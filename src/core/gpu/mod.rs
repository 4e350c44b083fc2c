// SPDX-License-Identifier: Apache-2.0
// Copyright 2025 itsakeyfut
//
// Licensed under the Apache License, Version 2.0 (the "License");
// you may not use this file except in compliance with the License.
// You may obtain a copy of the License at
//
//     http://www.apache.org/licenses/LICENSE-2.0
//
// Unless required by applicable law or agreed to in writing, software
// distributed under the License is distributed on an "AS IS" BASIS,
// WITHOUT WARRANTIES OR CONDITIONS OF ANY KIND, either express or implied.
// See the License for the specific language governing permissions and
// limitations under the License.

//! Rasterization pipeline front-end
//!
//! [`Gpu`] owns the color buffer, depth buffer, and texture memory, and runs
//! triangles through the six-stage pipeline one at a time:
//!
//! 1. Setup: edge equations, bounding box, attribute gradients
//! 2. Rasterize: incremental edge-function scan in row-major order
//! 3. Perspective: divide w back out of texture coordinates and colors
//! 4. Texture: wrap, sample, and combine with the vertex color
//! 5. Depth: 16-bit compare and optional update
//! 6. Blend: combine with the stored pixel and write RGB565
//!
//! # Coordinate System
//!
//! The origin (0, 0) is the top-left pixel. Pixel `(x, y)` is sampled at its
//! center `(x + 0.5, y + 0.5)`.
//!
//! # Color Format
//!
//! The color buffer stores 16-bit RGB565:
//! - Bits 15-11: Red (5 bits)
//! - Bits 10-5: Green (6 bits)
//! - Bits 4-0: Blue (5 bits)
//!
//! # Ordering
//!
//! Execution is single-threaded and synchronous. A triangle is fully
//! retired before the next begins, and within a triangle fragments retire in
//! scan order. The buffers are exclusively borrowed for the duration of a
//! draw call, so no external reader can observe a half-drawn triangle.

use crate::core::error::{CeleryError, Result};
use crate::core::memory::{ColorBuffer, DepthBuffer, TextureMemory, DEPTH_FAR};

// Module declarations
mod primitives;
mod registers;
pub mod render;
mod stats;
#[cfg(test)]
mod tests;

// Public re-exports
pub use primitives::*;
pub use registers::*;
pub use render::Rasterizer;
pub use stats::RasterizerStats;

/// The rasterization pipeline and its memories
///
/// # Examples
///
/// ```
/// use celery3d::core::gpu::Gpu;
///
/// let mut gpu = Gpu::new(320, 240);
/// gpu.clear_buffers(0x001F, 0xFFFF);
/// assert_eq!(gpu.read_pixel(100, 100), 0x001F);
/// assert_eq!(gpu.read_depth(100, 100), 0xFFFF);
/// ```
pub struct Gpu {
    /// RGB565 color buffer
    pub(crate) color: ColorBuffer,

    /// 16-bit depth buffer, same dimensions as `color`
    pub(crate) depth: DepthBuffer,

    /// Texture sampled when texturing is enabled
    pub(crate) texture: TextureMemory,

    /// Counters since construction or the last reset
    pub(crate) stats: RasterizerStats,
}

impl Gpu {
    /// Default framebuffer width
    pub const DEFAULT_WIDTH: u32 = 640;

    /// Default framebuffer height
    pub const DEFAULT_HEIGHT: u32 = 480;

    /// Create a pipeline with cleared buffers of the given size
    ///
    /// The color buffer starts black, the depth buffer at the far plane, and
    /// texture memory holds a single black texel.
    pub fn new(width: u32, height: u32) -> Self {
        Self {
            color: ColorBuffer::new(width, height),
            depth: DepthBuffer::new(width, height),
            texture: TextureMemory::new(),
            stats: RasterizerStats::default(),
        }
    }

    /// Create a pipeline around existing buffers
    ///
    /// # Errors
    ///
    /// Returns [`CeleryError::BufferDimensionMismatch`] when the buffers
    /// differ in size.
    pub fn with_buffers(color: ColorBuffer, depth: DepthBuffer) -> Result<Self> {
        if color.width() != depth.width() || color.height() != depth.height() {
            return Err(CeleryError::BufferDimensionMismatch {
                color_width: color.width(),
                color_height: color.height(),
                depth_width: depth.width(),
                depth_height: depth.height(),
            });
        }
        Ok(Self {
            color,
            depth,
            texture: TextureMemory::new(),
            stats: RasterizerStats::default(),
        })
    }

    pub fn width(&self) -> u32 {
        self.color.width()
    }

    pub fn height(&self) -> u32 {
        self.color.height()
    }

    /// Draw a single command
    pub fn submit(&mut self, command: &DrawCommand) {
        let [v0, v1, v2] = &command.vertices;
        self.rasterize_triangle(v0, v1, v2, &command.config);
    }

    /// Draw a sequence of commands in order
    pub fn submit_all<'a, I>(&mut self, commands: I)
    where
        I: IntoIterator<Item = &'a DrawCommand>,
    {
        for command in commands {
            self.submit(command);
        }
    }

    /// Draw a triangle list
    ///
    /// Every three consecutive vertices form one triangle. Trailing vertices
    /// that do not complete a triangle are ignored.
    pub fn draw_triangles(&mut self, vertices: &[Vertex], config: &RenderConfig) {
        let remainder = vertices.len() % 3;
        if remainder != 0 {
            log::warn!(
                "Triangle list has {} vertices; ignoring {} trailing",
                vertices.len(),
                remainder
            );
        }
        for tri in vertices.chunks_exact(3) {
            self.rasterize_triangle(&tri[0], &tri[1], &tri[2], config);
        }
    }

    /// Draw an indexed triangle list
    ///
    /// Triangles referencing an index past the end of `vertices` are skipped.
    ///
    /// # Examples
    ///
    /// ```
    /// use celery3d::core::fixed::Fixed;
    /// use celery3d::core::gpu::{Gpu, RenderConfig, Vertex};
    ///
    /// let quad = [
    ///     Vertex::new(Fixed::from_int(0), Fixed::from_int(0)),
    ///     Vertex::new(Fixed::from_int(8), Fixed::from_int(0)),
    ///     Vertex::new(Fixed::from_int(8), Fixed::from_int(8)),
    ///     Vertex::new(Fixed::from_int(0), Fixed::from_int(8)),
    /// ];
    ///
    /// let mut gpu = Gpu::new(8, 8);
    /// gpu.draw_indexed_triangles(&quad, &[0, 1, 2, 0, 2, 3], &RenderConfig::default());
    /// assert_eq!(gpu.stats().pixels_drawn, 64);
    /// ```
    pub fn draw_indexed_triangles(&mut self, vertices: &[Vertex], indices: &[u16], config: &RenderConfig) {
        for tri in indices.chunks_exact(3) {
            let fetch = |i: u16| vertices.get(i as usize);
            match (fetch(tri[0]), fetch(tri[1]), fetch(tri[2])) {
                (Some(v0), Some(v1), Some(v2)) => self.rasterize_triangle(v0, v1, v2, config),
                _ => log::warn!(
                    "Skipping triangle with out-of-range index ({}, {}, {}), {} vertices",
                    tri[0],
                    tri[1],
                    tri[2],
                    vertices.len()
                ),
            }
        }
    }

    /// Fill the color buffer
    pub fn clear_color(&mut self, color: u16) {
        self.color.clear(color);
    }

    /// Fill the depth buffer
    pub fn clear_depth(&mut self, depth: u16) {
        self.depth.clear(depth);
    }

    /// Fill both buffers
    pub fn clear_buffers(&mut self, color: u16, depth: u16) {
        log::debug!("Clearing buffers: color=0x{:04X} depth=0x{:04X}", color, depth);
        self.clear_color(color);
        self.clear_depth(depth);
    }

    /// Reset both buffers to black and the far plane
    pub fn reset(&mut self) {
        self.clear_buffers(0, DEPTH_FAR);
        self.reset_stats();
    }

    /// Replace texture memory contents
    ///
    /// See [`TextureMemory::load`] for the validation rules.
    pub fn load_texture(&mut self, width: u32, height: u32, data: &[u16], format: TextureFormat) -> Result<()> {
        self.texture.load(width, height, data, format)
    }

    /// Install a prepared texture
    pub fn set_texture(&mut self, texture: TextureMemory) {
        self.texture = texture;
    }

    pub fn texture(&self) -> &TextureMemory {
        &self.texture
    }

    pub fn color_buffer(&self) -> &ColorBuffer {
        &self.color
    }

    pub fn depth_buffer(&self) -> &DepthBuffer {
        &self.depth
    }

    /// Read a color buffer pixel (black when out of bounds)
    pub fn read_pixel(&self, x: i32, y: i32) -> u16 {
        self.color.read(x, y)
    }

    /// Read a depth buffer value (far plane when out of bounds)
    pub fn read_depth(&self, x: i32, y: i32) -> u16 {
        self.depth.read(x, y)
    }

    pub fn stats(&self) -> RasterizerStats {
        self.stats
    }

    pub fn reset_stats(&mut self) {
        log::debug!("Resetting rasterizer stats");
        self.stats = RasterizerStats::default();
    }
}

impl Default for Gpu {
    fn default() -> Self {
        Self::new(Self::DEFAULT_WIDTH, Self::DEFAULT_HEIGHT)
    }
}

Task statement: Reproduce the listing above exactly, but only from its first line through the line holding "in row-major order"; both of those lines are included.

Written reply:
filename src/core/gpu/mod.rs
repository 4e350c44b083fc2c
// SPDX-License-Identifier: Apache-2.0
// Copyright 2025 itsakeyfut
//
// Licensed under the Apache License, Version 2.0 (the "License");
// you may not use this file except in compliance with the License.
// You may obtain a copy of the License at
//
//     http://www.apache.org/licenses/LICENSE-2.0
//
// Unless required by applicable law or agreed to in writing, software
// distributed under the License is distributed on an "AS IS" BASIS,
// WITHOUT WARRANTIES OR CONDITIONS OF ANY KIND, either express or implied.
// See the License for the specific language governing permissions and
// limitations under the License.

//! Rasterization pipeline front-end
//!
//! [`Gpu`] owns the color buffer, depth buffer, and texture memory, and runs
//! triangles through the six-stage pipeline one at a time:
//!
//! 1. Setup: edge equations, bounding box, attribute gradients
//! 2. Rasterize: incremental edge-function scan in row-major order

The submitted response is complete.